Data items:
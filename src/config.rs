//! Serializable configuration for tables and controllers.
//!
//! Each config converts into its component with [`TryFrom`], validating the
//! parameters on the way. Controllers built this way use the
//! [`SystemClock`](crate::clock::SystemClock), so `period` is in milliseconds.
//!
//! ```rust
//! use rate_window_core::config::RateLimitConfig;
//! use rate_window_core::limiters::RateLimit;
//!
//! let config = RateLimitConfig {
//!     amount: 100,
//!     ..RateLimitConfig::default()
//! };
//! let limit: RateLimit = config.try_into().unwrap();
//! assert_eq!(limit.period(), 1000);
//! ```

use serde::{Deserialize, Serialize};

use crate::error::{LimitError, TimeTableError};
use crate::limiters::{RateCounter, RateLimit, TickLimit};
use crate::tables::{RingBufferTimeTable, DEFAULT_BUFFER_SIZE, DEFAULT_GROWTH_LIMIT};
use crate::types::{Amount, Tick};

/// Default window length: one second of [`SystemClock`](crate::clock::SystemClock) ticks.
pub const DEFAULT_PERIOD: Tick = 1000;

fn default_period() -> Tick {
    DEFAULT_PERIOD
}

fn default_buffer_size() -> usize {
    DEFAULT_BUFFER_SIZE
}

/// Sizing of a [`RingBufferTimeTable`].
#[derive(Debug, Clone, Copy, PartialEq, Eq, Serialize, Deserialize)]
#[serde(default)]
pub struct TimeTableConfig {
    /// Initial number of slots.
    #[serde(default = "default_buffer_size")]
    pub buffer_size: usize,
    /// Ceiling for growth; `64 * buffer_size` when omitted.
    #[serde(skip_serializing_if = "Option::is_none")]
    pub max_buffer_size: Option<usize>,
}

impl Default for TimeTableConfig {
    fn default() -> Self {
        Self {
            buffer_size: DEFAULT_BUFFER_SIZE,
            max_buffer_size: None,
        }
    }
}

impl TimeTableConfig {
    pub fn new(buffer_size: usize, max_buffer_size: usize) -> Self {
        Self {
            buffer_size,
            max_buffer_size: Some(max_buffer_size),
        }
    }

    /// The ceiling this config resolves to.
    pub fn resolved_max_buffer_size(&self) -> usize {
        self.max_buffer_size
            .unwrap_or_else(|| self.buffer_size.saturating_mul(DEFAULT_GROWTH_LIMIT))
    }
}

impl TryFrom<TimeTableConfig> for RingBufferTimeTable {
    type Error = TimeTableError;

    fn try_from(config: TimeTableConfig) -> Result<Self, Self::Error> {
        RingBufferTimeTable::new(config.buffer_size, config.resolved_max_buffer_size())
    }
}

/// Configuration for a [`RateLimit`].
#[derive(Debug, Clone, Copy, PartialEq, Eq, Serialize, Deserialize)]
pub struct RateLimitConfig {
    /// Maximum usage per window.
    pub amount: Amount,
    #[serde(default = "default_period")]
    pub period: Tick,
    #[serde(default)]
    pub table: TimeTableConfig,
}

impl Default for RateLimitConfig {
    fn default() -> Self {
        Self {
            amount: 1,
            period: DEFAULT_PERIOD,
            table: TimeTableConfig::default(),
        }
    }
}

impl TryFrom<RateLimitConfig> for RateLimit {
    type Error = LimitError;

    fn try_from(config: RateLimitConfig) -> Result<Self, Self::Error> {
        let table = RingBufferTimeTable::try_from(config.table)?;
        RateLimit::with_parts(config.amount, config.period, table, Default::default())
    }
}

/// Configuration for a [`RateCounter`].
#[derive(Debug, Clone, Copy, PartialEq, Eq, Serialize, Deserialize)]
pub struct RateCounterConfig {
    #[serde(default = "default_period")]
    pub period: Tick,
    #[serde(default)]
    pub table: TimeTableConfig,
}

impl Default for RateCounterConfig {
    fn default() -> Self {
        Self {
            period: DEFAULT_PERIOD,
            table: TimeTableConfig::default(),
        }
    }
}

impl TryFrom<RateCounterConfig> for RateCounter {
    type Error = LimitError;

    fn try_from(config: RateCounterConfig) -> Result<Self, Self::Error> {
        let table = RingBufferTimeTable::try_from(config.table)?;
        RateCounter::with_parts(config.period, table, Default::default())
    }
}

/// Configuration for a [`TickLimit`].
#[derive(Debug, Clone, Copy, PartialEq, Eq, Serialize, Deserialize)]
pub struct TickLimitConfig {
    /// Maximum ticks per window.
    pub amount: Amount,
    #[serde(default = "default_period")]
    pub period: Tick,
    #[serde(default)]
    pub table: TimeTableConfig,
}

impl Default for TickLimitConfig {
    fn default() -> Self {
        Self {
            amount: 1,
            period: DEFAULT_PERIOD,
            table: TimeTableConfig::default(),
        }
    }
}

impl TryFrom<TickLimitConfig> for TickLimit {
    type Error = LimitError;

    fn try_from(config: TickLimitConfig) -> Result<Self, Self::Error> {
        let table = RingBufferTimeTable::try_from(config.table)?;
        TickLimit::with_parts(config.amount, config.period, table, Default::default())
    }
}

# Aim of the task
What is needed is an exact copy of the entries above, from the first line through the line holding "window length: one", with both of those lines kept; please give nothing else.

# The answer
filename src/config.rs
//! Serializable configuration for tables and controllers.
//!
//! Each config converts into its component with [`TryFrom`], validating the
//! parameters on the way. Controllers built this way use the
//! [`SystemClock`](crate::clock::SystemClock), so `period` is in milliseconds.
//!
//! ```rust
//! use rate_window_core::config::RateLimitConfig;
//! use rate_window_core::limiters::RateLimit;
//!
//! let config = RateLimitConfig {
//!     amount: 100,
//!     ..RateLimitConfig::default()
//! };
//! let limit: RateLimit = config.try_into().unwrap();
//! assert_eq!(limit.period(), 1000);
//! ```

use serde::{Deserialize, Serialize};

use crate::error::{LimitError, TimeTableError};
use crate::limiters::{RateCounter, RateLimit, TickLimit};
use crate::tables::{RingBufferTimeTable, DEFAULT_BUFFER_SIZE, DEFAULT_GROWTH_LIMIT};
use crate::types::{Amount, Tick};

/// Default window length: one second of [`SystemClock`](crate::clock::SystemClock) ticks.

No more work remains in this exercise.